I am also a visual artist, so I see how AI presents a number of threats to the creative arts fields - mainly plagiarism - or at least some forms of infringement. Music, literature, and visual arts are very susceptible to this hijacking of existing materials. Of course, all creative endeavors are derived from previous works to varying extents, so it remains to be seen how it will wash out.
ChatGPT currently has an AI animation application that mimics the Studio Ghibli style of the Japanese animator and filmmaker Hayao Miyazaki - he said he was "disgusted" by it, and that "Whoever creates this stuff has no idea what pain is.â
Anyhow, good topic and good points.
Thanks, I agree on all points. I've also read about AI significantly increasing the quality of diagnostics based on medical imaging, as AI can be exposed to many, many more previous scans or Xrays or whatever than any human doctor, and I have obviously nothing against that.

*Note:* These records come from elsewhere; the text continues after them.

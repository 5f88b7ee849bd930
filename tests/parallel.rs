use fdeb::parallel::{ComputeSubstrate, CpuSubstrate, Kernel, ParallelBundler, TileLayout};
use fdeb::{
    BundleConfig, BundleError, BundledGraph, Graph, OverflowPolicy, Point, PreparedGraph,
    Strategy, bundle, bundle_with_substrate,
};

/// Two groups of parallel edges, 20 apart
fn two_groups() -> Graph {
    let mut graph = Graph::new();
    for (i, y) in [0.0, 1.0, 2.0, 20.0, 21.0].into_iter().enumerate() {
        graph = graph
            .with_node(format!("s{}", i), Point::planar(0.0, y))
            .with_node(format!("t{}", i), Point::planar(40.0, y))
            .with_edge(format!("s{}", i), format!("t{}", i));
    }
    graph
}

/// `groups` clusters of five similar edges, far enough apart that no edge is
/// compatible with another cluster
fn clusters(groups: usize) -> Graph {
    let mut graph = Graph::new();
    for g in 0..groups {
        let x = g as f64 * 1000.0;
        for i in 0..5 {
            let y = i as f64 * 1.5;
            let s = format!("s{}_{}", g, i);
            let t = format!("t{}_{}", g, i);
            graph = graph
                .with_node(s.clone(), Point::planar(x, y))
                .with_node(t.clone(), Point::planar(x + 50.0, y + 0.5 * i as f64))
                .with_edge(s, t);
        }
    }
    graph
}

fn assert_close(a: &BundledGraph, b: &BundledGraph, tolerance: f64) {
    assert_eq!(a.edges.len(), b.edges.len());
    for (ea, eb) in a.edges.iter().zip(&b.edges) {
        assert_eq!(ea.input_index, eb.input_index);
        assert_eq!(ea.points.len(), eb.points.len());
        for (p, q) in ea.points.iter().zip(&eb.points) {
            assert!(
                p.distance(*q) < tolerance,
                "edge {}: {:?} vs {:?}",
                ea.input_index,
                p,
                q
            );
        }
    }
}

#[test]
fn parallel_matches_sequential() {
    let graph = two_groups();
    let config = BundleConfig::default()
        .with_cycles(2)
        .with_iterations(4.0, 1.0);

    let sequential = bundle(&graph, &config).unwrap();
    let parallel = bundle(&graph, &config.clone().with_strategy(Strategy::Parallel)).unwrap();

    assert_close(&sequential, &parallel, 1e-3);
}

#[test]
fn parallel_endpoints_are_exact() {
    let graph = Graph::new()
        .with_node("a", Point::new(0.1, 0.2, 0.3))
        .with_node("b", Point::new(100.7, 3.3, -0.9))
        .with_node("c", Point::new(0.1, 5.3, 0.0))
        .with_node("d", Point::new(99.9, 8.1, 0.0))
        .with_edge("a", "b")
        .with_edge("c", "d");
    let config = BundleConfig::default()
        .with_cycles(2)
        .with_strategy(Strategy::Parallel);
    let bundled = bundle(&graph, &config).unwrap();

    assert_eq!(bundled.edges[0].points[0], Point::new(0.1, 0.2, 0.3));
    assert_eq!(
        bundled.edges[0].points.last(),
        Some(&Point::new(100.7, 3.3, -0.9))
    );
    assert_eq!(bundled.edges[1].points[0], Point::new(0.1, 5.3, 0.0));
}

#[test]
fn parallel_zero_step_size_keeps_straight_interpolation() {
    let config = BundleConfig::default()
        .with_cycles(3)
        .with_step_size(0.0)
        .with_strategy(Strategy::Parallel);
    let bundled = bundle(&two_groups(), &config).unwrap();

    for edge in &bundled.edges {
        let source = edge.points[0];
        let target = edge.points[edge.points.len() - 1];
        let segments = (edge.points.len() - 1) as f64;
        for (j, point) in edge.points.iter().enumerate() {
            let expected = source.lerp(target, j as f64 / segments);
            assert!(
                point.distance(expected) < 1e-4,
                "edge {} point {} at {:?}, expected {:?}",
                edge.input_index,
                j,
                point,
                expected
            );
        }
    }
}

#[test]
fn tiled_layout_matches_untiled() {
    let graph = clusters(8);
    let config = BundleConfig::default()
        .with_cycles(1)
        .with_iterations(6.0, 1.0)
        .with_max_compatible_edges(5)
        .with_strategy(Strategy::Parallel);

    // 40 edges, 4 points per edge: three column blocks of 16 rows
    let layout = TileLayout::new(40, 4, 5, 16).unwrap();
    assert_eq!((layout.rows, layout.tiles), (16, 3));
    assert_eq!(layout.point_columns(), 12);
    assert_eq!(layout.compat_columns(), 15);

    let untiled = bundle(&graph, &config).unwrap();
    let tiled = bundle(&graph, &config.clone().with_max_extent(16)).unwrap();
    assert_eq!(untiled, tiled);

    let sequential = bundle(&graph, &config.clone().with_strategy(Strategy::Sequential)).unwrap();
    assert_close(&sequential, &tiled, 1e-3);
}

#[test]
fn problem_too_large_after_tiling() {
    // 5 edges in rows of 3 need two blocks of 4 point columns
    let config = BundleConfig::default()
        .with_cycles(1)
        .with_max_extent(3)
        .with_strategy(Strategy::Parallel);
    let err = bundle(&two_groups(), &config).unwrap_err();
    assert!(matches!(
        err,
        BundleError::ProblemTooLarge {
            required: 8,
            max_extent: 3
        }
    ));
}

#[test]
fn overflow_policy() {
    let graph = two_groups();
    let config = BundleConfig::default()
        .with_cycles(1)
        .with_max_compatible_edges(1)
        .with_strategy(Strategy::Parallel);

    let err = bundle(&graph, &config).unwrap_err();
    assert!(matches!(
        err,
        BundleError::CompatibilityOverflow { edge: 0, capacity: 1, .. }
    ));

    let truncated = bundle(&graph, &config.with_overflow(OverflowPolicy::Truncate)).unwrap();
    assert_eq!(truncated.edges.len(), 5);
    assert!(truncated.edges.iter().all(|e| e.points.len() == 4));
}

#[test]
fn kept_kernels_are_reused_across_runs() {
    let graph = two_groups();
    let config = BundleConfig::default()
        .with_cycles(1)
        .with_keep_kernels(true)
        .with_strategy(Strategy::Parallel);
    let mut substrate = CpuSubstrate::new();

    let first = bundle_with_substrate(&graph, &config, &mut substrate).unwrap();
    assert!(Kernel::ALL.iter().all(|&k| substrate.is_compiled(k)));
    let second = bundle_with_substrate(&graph, &config, &mut substrate).unwrap();

    assert_eq!(first, second);
    assert_eq!(substrate.live_buffers(), 0);
}

#[test]
fn empty_input_allocates_nothing() {
    let config = BundleConfig::default();
    let mut substrate = CpuSubstrate::with_max_extent(4);
    let paths = ParallelBundler::new(&config, &mut substrate)
        .run(&PreparedGraph::default())
        .unwrap();
    assert!(paths.is_empty());
    assert_eq!(substrate.live_buffers(), 0);
}
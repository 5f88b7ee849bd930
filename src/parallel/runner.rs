//! Drives the three parallel passes on a compute substrate

use crate::config::{BundleConfig, OverflowPolicy};
use crate::error::{BundleError, BundleResult};
use crate::geometry::Point;
use crate::graph::PreparedGraph;
use crate::parallel::layout::TileLayout;
use crate::parallel::pingpong::PingPong;
use crate::parallel::substrate::{BufferId, ComputeSubstrate, Kernel, KernelParams};
use crate::schedule::{CycleSchedule, Phase};

/// Parallel force-directed edge bundling on a [`ComputeSubstrate`].
///
/// All buffers allocated by a run are released before `run` returns, on
/// success or failure. Compiled kernels are released too unless
/// `keep_kernels` is set.
pub struct ParallelBundler<'a, S: ComputeSubstrate> {
    config: &'a BundleConfig,
    substrate: &'a mut S,
    phase: Phase,
}

impl<'a, S: ComputeSubstrate> ParallelBundler<'a, S> {
    pub fn new(config: &'a BundleConfig, substrate: &'a mut S) -> Self {
        Self {
            config,
            substrate,
            phase: Phase::Initializing,
        }
    }

    pub fn phase(&self) -> Phase {
        self.phase
    }

    /// Bundle the prepared edges, returning one polyline per edge.
    pub fn run(&mut self, graph: &PreparedGraph) -> BundleResult<Vec<Vec<Point>>> {
        self.config.validate()?;
        self.phase = Phase::Initializing;
        if graph.is_empty() {
            self.phase = Phase::Done;
            return Ok(Vec::new());
        }

        let max_extent = match self.config.max_extent {
            Some(limit) => limit.min(self.substrate.max_extent()),
            None => self.substrate.max_extent(),
        };
        // validate() guarantees the point count fits
        let points_per_edge = self.config.points_per_edge().unwrap_or(u32::MAX);
        let layout = TileLayout::new(
            graph.len(),
            points_per_edge,
            self.config.max_compatible_edges,
            max_extent,
        )?;
        if layout.tiles > 1 {
            tracing::info!(tiles = layout.tiles, "edge count exceeds buffer extent, tiling");
        }
        tracing::debug!(
            rows = layout.rows,
            tiles = layout.tiles,
            columns = layout.point_columns(),
            "parallel buffer layout"
        );

        let mut buffers = Vec::with_capacity(3);
        let result = self.execute(graph, &layout, &mut buffers);

        for buffer in buffers {
            self.substrate.release(buffer);
        }
        if !self.config.keep_kernels {
            self.substrate.release_kernels();
        }
        result
    }

    fn execute(
        &mut self,
        graph: &PreparedGraph,
        layout: &TileLayout,
        buffers: &mut Vec<BufferId>,
    ) -> BundleResult<Vec<Vec<Point>>> {
        for kernel in Kernel::ALL {
            if !self.substrate.is_compiled(kernel) {
                self.substrate.compile(kernel)?;
            }
        }

        let initial = layout.encode_endpoints(&graph.edges);
        let a = self
            .substrate
            .allocate(initial.width, initial.height, Some(&initial.data))?;
        buffers.push(a);
        let b = self
            .substrate
            .allocate(layout.point_columns(), layout.rows, None)?;
        buffers.push(b);
        let compatibility = self
            .substrate
            .allocate(layout.compat_columns(), layout.rows, None)?;
        buffers.push(compatibility);

        let mut points = PingPong::new(a, b);
        let mut params = KernelParams {
            stiffness: self.config.stiffness,
            threshold: self.config.compatibility_threshold,
            ..layout.params()
        };

        self.substrate.bind_target(compatibility)?;
        self.substrate
            .dispatch(Kernel::Compatibility, &params, &[*points.read()])?;
        self.check_capacity(layout, compatibility)?;

        for cycle in CycleSchedule::new(self.config) {
            self.phase = Phase::Cycling(cycle.index);
            tracing::debug!(
                cycle = cycle.index,
                subdivisions = cycle.subdivisions,
                iterations = cycle.iterations,
                step_size = cycle.step_size,
                "starting cycle"
            );

            params.subdivisions = cycle.subdivisions as u32;
            params.step_size = cycle.step_size;

            self.substrate.bind_target(*points.write())?;
            self.substrate
                .dispatch(Kernel::Subdivision, &params, &[*points.read()])?;
            points.swap();

            for _ in 0..cycle.iterations {
                self.substrate.bind_target(*points.write())?;
                self.substrate
                    .dispatch(Kernel::Update, &params, &[*points.read(), compatibility])?;
                points.swap();
            }

            params.previous_subdivisions = params.subdivisions;
        }

        let data = self.substrate.read_back(*points.read())?;
        self.phase = Phase::Done;
        Ok(layout.decode_paths(&data, &graph.edges, params.subdivisions))
    }

    /// Enforce the overflow policy on the compatibility pass output.
    fn check_capacity(&mut self, layout: &TileLayout, compatibility: BufferId) -> BundleResult<()> {
        let data = self.substrate.read_back(compatibility)?;
        for edge in 0..layout.edge_count {
            let count = layout.compatible_count(&data, edge);
            if count <= layout.capacity as usize {
                continue;
            }
            match self.config.overflow {
                OverflowPolicy::Error => {
                    return Err(BundleError::CompatibilityOverflow {
                        edge: edge as usize,
                        count,
                        capacity: layout.capacity,
                    });
                }
                OverflowPolicy::Truncate => {
                    tracing::warn!(
                        edge,
                        count,
                        capacity = layout.capacity,
                        "dropping compatible edges beyond capacity"
                    );
                }
            }
        }
        Ok(())
    }
}

#[cfg(test)]
mod tests {
    use super::*;
    use crate::parallel::cpu::CpuSubstrate;

    fn fan(count: usize) -> PreparedGraph {
        PreparedGraph::from_segments((0..count).map(|i| {
            let y = i as f64;
            (Point::planar(0.0, y), Point::planar(50.0, y))
        }))
    }

    #[test]
    fn test_releases_buffers_and_kernels() {
        let config = BundleConfig::default().with_cycles(1);
        let mut substrate = CpuSubstrate::new();
        let paths = ParallelBundler::new(&config, &mut substrate)
            .run(&fan(3))
            .unwrap();

        assert_eq!(paths.len(), 3);
        assert_eq!(substrate.live_buffers(), 0);
        assert!(!substrate.is_compiled(Kernel::Update));
    }

    #[test]
    fn test_keep_kernels() {
        let config = BundleConfig::default().with_cycles(1).with_keep_kernels(true);
        let mut substrate = CpuSubstrate::new();
        ParallelBundler::new(&config, &mut substrate)
            .run(&fan(2))
            .unwrap();
        assert!(Kernel::ALL.iter().all(|&k| substrate.is_compiled(k)));
        assert_eq!(substrate.live_buffers(), 0);
    }

    #[test]
    fn test_zero_extent_substrate_is_an_error() {
        let config = BundleConfig::default().with_cycles(1);
        let mut substrate = CpuSubstrate::with_max_extent(0);
        let err = ParallelBundler::new(&config, &mut substrate)
            .run(&fan(1))
            .unwrap_err();

        assert!(matches!(
            err,
            BundleError::ProblemTooLarge {
                required: 1,
                max_extent: 0
            }
        ));
        assert_eq!(substrate.live_buffers(), 0);
    }

    #[test]
    fn test_overflow_error_releases_everything() {
        let config = BundleConfig::default()
            .with_cycles(1)
            .with_max_compatible_edges(2);
        let mut substrate = CpuSubstrate::new();
        let mut bundler = ParallelBundler::new(&config, &mut substrate);
        let err = bundler.run(&fan(5)).unwrap_err();

        assert_eq!(bundler.phase(), Phase::Initializing);
        assert!(matches!(
            err,
            BundleError::CompatibilityOverflow { capacity: 2, .. }
        ));
        assert_eq!(substrate.live_buffers(), 0);
    }

    #[test]
    fn test_overflow_truncate_completes() {
        let config = BundleConfig::default()
            .with_cycles(1)
            .with_max_compatible_edges(2)
            .with_overflow(OverflowPolicy::Truncate);
        let mut substrate = CpuSubstrate::new();
        let paths = ParallelBundler::new(&config, &mut substrate)
            .run(&fan(5))
            .unwrap();
        assert!(paths.iter().all(|p| p.len() == 4));
    }

    #[test]
    fn test_problem_too_large() {
        let config = BundleConfig::default().with_max_extent(8);
        let mut substrate = CpuSubstrate::new();
        let err = ParallelBundler::new(&config, &mut substrate)
            .run(&fan(3))
            .unwrap_err();
        assert!(matches!(err, BundleError::ProblemTooLarge { .. }));
        assert_eq!(substrate.live_buffers(), 0);
    }
}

I can't imagine what it must be like to see your creative work taken away and appropriated by a company-owned machine, including for purposes or contexts that you would definitely not approve of. Yes, artists and people in general always get inspiration from other authors and people, and it's great, but there are laws and mechanisms in place to protect the work and livelihood of those authors. This is far from guaranteed with AI. There have been interesting articles in the Guardian on the pushback by musicians and visual artists to defend their right to refuse (or ask payment for) the use of their work by AI ( here) as well as here for one on writers' response to AI creative writing). I had a good laugh when AI executives started to complain about deepseek.
Regardless of the education context what really worries is the exponential improvement of AI in general, and asking myself, what's the limit to this?
I used to warn students about the use of automatic translators, explaining that while it could be OK when your objective was to get information, and that results should be questioned, but that the benefit was next to nothing if the point was how to learn the language. For example, a bilingual dictionary remains the best tool when they're just missing a word.
In September last year, as I'd been doing over the last few years, I tried to show them how Google translate worked. In French, the words for paperclip and trombone are the same. So I'd type, in French, He took a "trombone" to the office... G rightly uses "paperclip" in the English translation. Then, I would complete the sentence with, He took a "trombone" to the office, he wanted to play a jazz tune. Then, G changes "paperclip" to trombone. It used to be that dividing the clauses into two sentences, using a full stop as opposed to a comma, would result in G changing back the word into paperclip, no longer, it now reverts to trombone despite the full stop. It's becoming more and more accurate. So is there going to be a point to interpreters or translators, or even language teachers in the near future? I can hear Danny De Vito's speech on buggy whip makers in Other People's Money.
And eventually, to come back to education, when all is said and done, isn't it going to be as what's described in the article linked by R_P, student used AI being assessed by teacher-used AI on AI generated content?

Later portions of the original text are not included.